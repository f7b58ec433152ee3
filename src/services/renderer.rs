use crate::{
    dom::{ids, Document, Node},
    error::AppResult,
    models::{PhoneResult, RecommendationResponse, UsageCategory},
    services::sentiment::{format_score, SentimentLabel},
};

pub const RUPEE: char = '₹';

/// Appends a recommendation payload to the three result panels.
///
/// Panels are not cleared here; callers that want replacement semantics must
/// clear them first.
pub fn render_results(
    doc: &mut Document,
    response: &RecommendationResponse,
    usage: UsageCategory,
) -> AppResult<()> {
    for phone in &response.main {
        doc.append(ids::MAIN_PANEL, phone_card(phone))?;
    }
    for phone in &response.additional {
        doc.append(ids::ADDITIONAL_PANEL, phone_card(phone))?;
    }
    if let Some(list) = bonus_list(&response.bonus, usage) {
        doc.append(ids::BONUS_PANEL, list)?;
    }

    tracing::debug!(
        main = response.main.len(),
        additional = response.additional.len(),
        bonus = response.bonus.len(),
        usage = %usage,
        "Rendered recommendations"
    );

    Ok(())
}

/// Rupee-prefixed price, or "N/A" when the service sent none
pub fn format_price(price: Option<f64>) -> String {
    match price {
        Some(price) => format!("{}{}", RUPEE, price),
        None => "N/A".to_string(),
    }
}

/// Card for one phone: name, price, first review, sentiment and buy link
pub fn phone_card(phone: &PhoneResult) -> Node {
    let review = format!("\"{}\"", phone.first_review().unwrap_or_default());

    let mut sentiment = Node::new("p")
        .class("sentiment")
        .text(format!("Sentiment: {} ", format_score(phone.sentiment)));
    if let Some(label) = SentimentLabel::from_score(phone.sentiment) {
        sentiment = sentiment.child(label.to_node());
    }

    let mut card = Node::new("div")
        .class("phone")
        .child(Node::new("h3").text(phone.name()))
        .child(Node::new("p").class("price").text(format_price(phone.price)))
        .child(Node::new("p").class("review").text(review))
        .child(sentiment);

    if let Some(link) = phone.purchase_link() {
        card = card.child(
            Node::new("a")
                .class("buy-btn")
                .attr("href", link)
                .attr("target", "_blank")
                .text("Buy →"),
        );
    }

    card
}

/// Bonus suggestions as one list themed by usage, or nothing when empty
pub fn bonus_list(bonus: &[String], usage: UsageCategory) -> Option<Node> {
    if bonus.is_empty() {
        return None;
    }
    let list = bonus.iter().fold(
        Node::new("ul").class("bonus-list").class(usage.css_class()),
        |list, item| list.child(Node::new("li").text(item.clone())),
    );
    Some(list)
}

#[cfg(test)]
mod tests {
    use super::*;

    fn phone(name: &str, price: f64, sentiment: Option<f64>) -> PhoneResult {
        let mut phone = PhoneResult::new(name, price);
        phone.sentiment = sentiment;
        phone
    }

    #[test]
    fn test_card_contents() {
        let mut p = phone("Galaxy S23", 64999.0, Some(82.0));
        p.reviews = vec!["Great camera".to_string(), "Meh".to_string()];
        p.purchase_link = Some("https://shop.example/s23".to_string());

        let card = phone_card(&p);
        assert!(card.has_class("phone"));
        assert_eq!(card.find_tag("h3").unwrap().text_content(), "Galaxy S23");
        assert_eq!(card.find_class("price").unwrap().text_content(), "₹64999");
        assert_eq!(card.find_class("review").unwrap().text_content(), "\"Great camera\"");
        assert_eq!(
            card.find_class("sentiment").unwrap().text_content(),
            "Sentiment: 82% Positive"
        );

        let link = card.find_class("buy-btn").unwrap();
        assert_eq!(link.attribute("href"), Some("https://shop.example/s23"));
        assert_eq!(link.attribute("target"), Some("_blank"));
    }

    #[test]
    fn test_card_placeholders() {
        let card = phone_card(&phone("Mystery", 9999.5, None));
        assert_eq!(card.find_class("price").unwrap().text_content(), "₹9999.5");
        assert_eq!(card.find_class("review").unwrap().text_content(), "\"\"");
        assert_eq!(card.find_class("sentiment").unwrap().text_content(), "Sentiment: N/A ");
        assert!(card.find_class("sentiment-label").is_none());
        assert!(card.find_class("buy-btn").is_none());
    }

    #[test]
    fn test_card_without_name_or_price() {
        let nameless: PhoneResult = serde_json::from_str(r#"{"price": 1.0}"#).unwrap();
        let card = phone_card(&nameless);
        assert_eq!(card.find_tag("h3").unwrap().text_content(), "Unknown phone");
        assert_eq!(card.find_class("price").unwrap().text_content(), "₹1");

        let unpriced: PhoneResult = serde_json::from_str(r#"{"name": "X"}"#).unwrap();
        let card = phone_card(&unpriced);
        assert_eq!(card.find_tag("h3").unwrap().text_content(), "X");
        assert_eq!(card.find_class("price").unwrap().text_content(), "N/A");
        assert_eq!(card.find_class("sentiment").unwrap().text_content(), "Sentiment: N/A ");
    }

    #[test]
    fn test_render_payload_with_missing_scalars() {
        let mut doc = Document::standard();
        let response: RecommendationResponse = serde_json::from_str(
            r#"{"main":[{"price":1.0}],"additional":[{"name":"X"}],"bonus":["b"]}"#,
        )
        .unwrap();

        render_results(&mut doc, &response, UsageCategory::Casual).unwrap();

        assert_eq!(doc.children(ids::MAIN_PANEL).unwrap().len(), 1);
        assert_eq!(doc.children(ids::ADDITIONAL_PANEL).unwrap().len(), 1);
        assert_eq!(doc.children(ids::BONUS_PANEL).unwrap().len(), 1);
    }

    #[test]
    fn test_card_zero_sentiment_gets_label() {
        let card = phone_card(&phone("Brick", 500.0, Some(0.0)));
        let label = card.find_class("sentiment-label").unwrap();
        assert_eq!(label.text_content(), "Negative");
        assert_eq!(label.attribute("style"), Some("color:red;font-weight:bold;"));
    }

    #[test]
    fn test_render_preserves_order() {
        let mut doc = Document::standard();
        let response = RecommendationResponse {
            main: vec![phone("A", 1.0, None), phone("B", 2.0, None)],
            additional: vec![phone("C", 3.0, Some(50.0))],
            bonus: vec![],
        };

        render_results(&mut doc, &response, UsageCategory::Casual).unwrap();

        let main: Vec<String> = doc
            .children(ids::MAIN_PANEL)
            .unwrap()
            .iter()
            .map(|card| card.find_tag("h3").unwrap().text_content())
            .collect();
        assert_eq!(main, vec!["A", "B"]);
        assert_eq!(doc.children(ids::ADDITIONAL_PANEL).unwrap().len(), 1);
        assert!(doc.children(ids::BONUS_PANEL).unwrap().is_empty());
    }

    #[test]
    fn test_bonus_list_class_and_items() {
        let bonus = vec!["ROG Phone 8".to_string(), "iQOO 12".to_string()];
        let list = bonus_list(&bonus, UsageCategory::Gaming).unwrap();
        assert_eq!(list.classes, vec!["bonus-list", "gaming"]);
        let items: Vec<String> = list.children().map(Node::text_content).collect();
        assert_eq!(items, bonus);

        assert!(bonus_list(&[], UsageCategory::Gaming).is_none());
    }

    #[test]
    fn test_render_appends_without_clearing() {
        let mut doc = Document::standard();
        let response = RecommendationResponse {
            main: vec![phone("A", 1.0, None)],
            additional: vec![],
            bonus: vec!["X".to_string()],
        };

        render_results(&mut doc, &response, UsageCategory::Casual).unwrap();
        render_results(&mut doc, &response, UsageCategory::Casual).unwrap();

        assert_eq!(doc.children(ids::MAIN_PANEL).unwrap().len(), 2);
        assert_eq!(doc.children(ids::BONUS_PANEL).unwrap().len(), 2);
    }
}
========================
**Work to be completed:** Go through the entries above and reproduce each one exactly.

**Your response:**
repository f7b58ec433152ee3
filename src/services/renderer.rs
use crate::{
    dom::{ids, Document, Node},
    error::AppResult,
    models::{PhoneResult, RecommendationResponse, UsageCategory},
    services::sentiment::{format_score, SentimentLabel},
};

pub const RUPEE: char = '₹';

/// Appends a recommendation payload to the three result panels.
///
/// Panels are not cleared here; callers that want replacement semantics must
/// clear them first.
pub fn render_results(
    doc: &mut Document,
    response: &RecommendationResponse,
    usage: UsageCategory,
) -> AppResult<()> {
    for phone in &response.main {
        doc.append(ids::MAIN_PANEL, phone_card(phone))?;
    }
    for phone in &response.additional {
        doc.append(ids::ADDITIONAL_PANEL, phone_card(phone))?;
    }
    if let Some(list) = bonus_list(&response.bonus, usage) {
        doc.append(ids::BONUS_PANEL, list)?;
    }

    tracing::debug!(
        main = response.main.len(),
        additional = response.additional.len(),
        bonus = response.bonus.len(),
        usage = %usage,
        "Rendered recommendations"
    );

    Ok(())
}

/// Rupee-prefixed price, or "N/A" when the service sent none
pub fn format_price(price: Option<f64>) -> String {
    match price {
        Some(price) => format!("{}{}", RUPEE, price),
        None => "N/A".to_string(),
    }
}

/// Card for one phone: name, price, first review, sentiment and buy link
pub fn phone_card(phone: &PhoneResult) -> Node {
    let review = format!("\"{}\"", phone.first_review().unwrap_or_default());

    let mut sentiment = Node::new("p")
        .class("sentiment")
        .text(format!("Sentiment: {} ", format_score(phone.sentiment)));
    if let Some(label) = SentimentLabel::from_score(phone.sentiment) {
        sentiment = sentiment.child(label.to_node());
    }

    let mut card = Node::new("div")
        .class("phone")
        .child(Node::new("h3").text(phone.name()))
        .child(Node::new("p").class("price").text(format_price(phone.price)))
        .child(Node::new("p").class("review").text(review))
        .child(sentiment);

    if let Some(link) = phone.purchase_link() {
        card = card.child(
            Node::new("a")
                .class("buy-btn")
                .attr("href", link)
                .attr("target", "_blank")
                .text("Buy →"),
        );
    }

    card
}

/// Bonus suggestions as one list themed by usage, or nothing when empty
pub fn bonus_list(bonus: &[String], usage: UsageCategory) -> Option<Node> {
    if bonus.is_empty() {
        return None;
    }
    let list = bonus.iter().fold(
        Node::new("ul").class("bonus-list").class(usage.css_class()),
        |list, item| list.child(Node::new("li").text(item.clone())),
    );
    Some(list)
}

#[cfg(test)]
mod tests {
    use super::*;

    fn phone(name: &str, price: f64, sentiment: Option<f64>) -> PhoneResult {
        let mut phone = PhoneResult::new(name, price);
        phone.sentiment = sentiment;
        phone
    }

    #[test]
    fn test_card_contents() {
        let mut p = phone("Galaxy S23", 64999.0, Some(82.0));
        p.reviews = vec!["Great camera".to_string(), "Meh".to_string()];
        p.purchase_link = Some("https://shop.example/s23".to_string());

        let card = phone_card(&p);
        assert!(card.has_class("phone"));
        assert_eq!(card.find_tag("h3").unwrap().text_content(), "Galaxy S23");
        assert_eq!(card.find_class("price").unwrap().text_content(), "₹64999");
        assert_eq!(card.find_class("review").unwrap().text_content(), "\"Great camera\"");
        assert_eq!(
            card.find_class("sentiment").unwrap().text_content(),
            "Sentiment: 82% Positive"
        );

        let link = card.find_class("buy-btn").unwrap();
        assert_eq!(link.attribute("href"), Some("https://shop.example/s23"));
        assert_eq!(link.attribute("target"), Some("_blank"));
    }

    #[test]
    fn test_card_placeholders() {
        let card = phone_card(&phone("Mystery", 9999.5, None));
        assert_eq!(card.find_class("price").unwrap().text_content(), "₹9999.5");
        assert_eq!(card.find_class("review").unwrap().text_content(), "\"\"");
        assert_eq!(card.find_class("sentiment").unwrap().text_content(), "Sentiment: N/A ");
        assert!(card.find_class("sentiment-label").is_none());
        assert!(card.find_class("buy-btn").is_none());
    }

    #[test]
    fn test_card_without_name_or_price() {
        let nameless: PhoneResult = serde_json::from_str(r#"{"price": 1.0}"#).unwrap();
        let card = phone_card(&nameless);
        assert_eq!(card.find_tag("h3").unwrap().text_content(), "Unknown phone");
        assert_eq!(card.find_class("price").unwrap().text_content(), "₹1");

        let unpriced: PhoneResult = serde_json::from_str(r#"{"name": "X"}"#).unwrap();
        let card = phone_card(&unpriced);
        assert_eq!(card.find_tag("h3").unwrap().text_content(), "X");
        assert_eq!(card.find_class("price").unwrap().text_content(), "N/A");
        assert_eq!(card.find_class("sentiment").unwrap().text_content(), "Sentiment: N/A ");
    }

    #[test]
    fn test_render_payload_with_missing_scalars() {
        let mut doc = Document::standard();
        let response: RecommendationResponse = serde_json::from_str(
            r#"{"main":[{"price":1.0}],"additional":[{"name":"X"}],"bonus":["b"]}"#,
        )
        .unwrap();

        render_results(&mut doc, &response, UsageCategory::Casual).unwrap();

        assert_eq!(doc.children(ids::MAIN_PANEL).unwrap().len(), 1);
        assert_eq!(doc.children(ids::ADDITIONAL_PANEL).unwrap().len(), 1);
        assert_eq!(doc.children(ids::BONUS_PANEL).unwrap().len(), 1);
    }

    #[test]
    fn test_card_zero_sentiment_gets_label() {
        let card = phone_card(&phone("Brick", 500.0, Some(0.0)));
        let label = card.find_class("sentiment-label").unwrap();
        assert_eq!(label.text_content(), "Negative");
        assert_eq!(label.attribute("style"), Some("color:red;font-weight:bold;"));
    }

    #[test]
    fn test_render_preserves_order() {
        let mut doc = Document::standard();
        let response = RecommendationResponse {
            main: vec![phone("A", 1.0, None), phone("B", 2.0, None)],
            additional: vec![phone("C", 3.0, Some(50.0))],
            bonus: vec![],
        };

        render_results(&mut doc, &response, UsageCategory::Casual).unwrap();

        let main: Vec<String> = doc
            .children(ids::MAIN_PANEL)
            .unwrap()
            .iter()
            .map(|card| card.find_tag("h3").unwrap().text_content())
            .collect();
        assert_eq!(main, vec!["A", "B"]);
        assert_eq!(doc.children(ids::ADDITIONAL_PANEL).unwrap().len(), 1);
        assert!(doc.children(ids::BONUS_PANEL).unwrap().is_empty());
    }

    #[test]
    fn test_bonus_list_class_and_items() {
        let bonus = vec!["ROG Phone 8".to_string(), "iQOO 12".to_string()];
        let list = bonus_list(&bonus, UsageCategory::Gaming).unwrap();
        assert_eq!(list.classes, vec!["bonus-list", "gaming"]);
        let items: Vec<String> = list.children().map(Node::text_content).collect();
        assert_eq!(items, bonus);

        assert!(bonus_list(&[], UsageCategory::Gaming).is_none());
    }

    #[test]
    fn test_render_appends_without_clearing() {
        let mut doc = Document::standard();
        let response = RecommendationResponse {
            main: vec![phone("A", 1.0, None)],
            additional: vec![],
            bonus: vec!["X".to_string()],
        };

        render_results(&mut doc, &response, UsageCategory::Casual).unwrap();
        render_results(&mut doc, &response, UsageCategory::Casual).unwrap();

        assert_eq!(doc.children(ids::MAIN_PANEL).unwrap().len(), 2);
        assert_eq!(doc.children(ids::BONUS_PANEL).unwrap().len(), 2);
    }
}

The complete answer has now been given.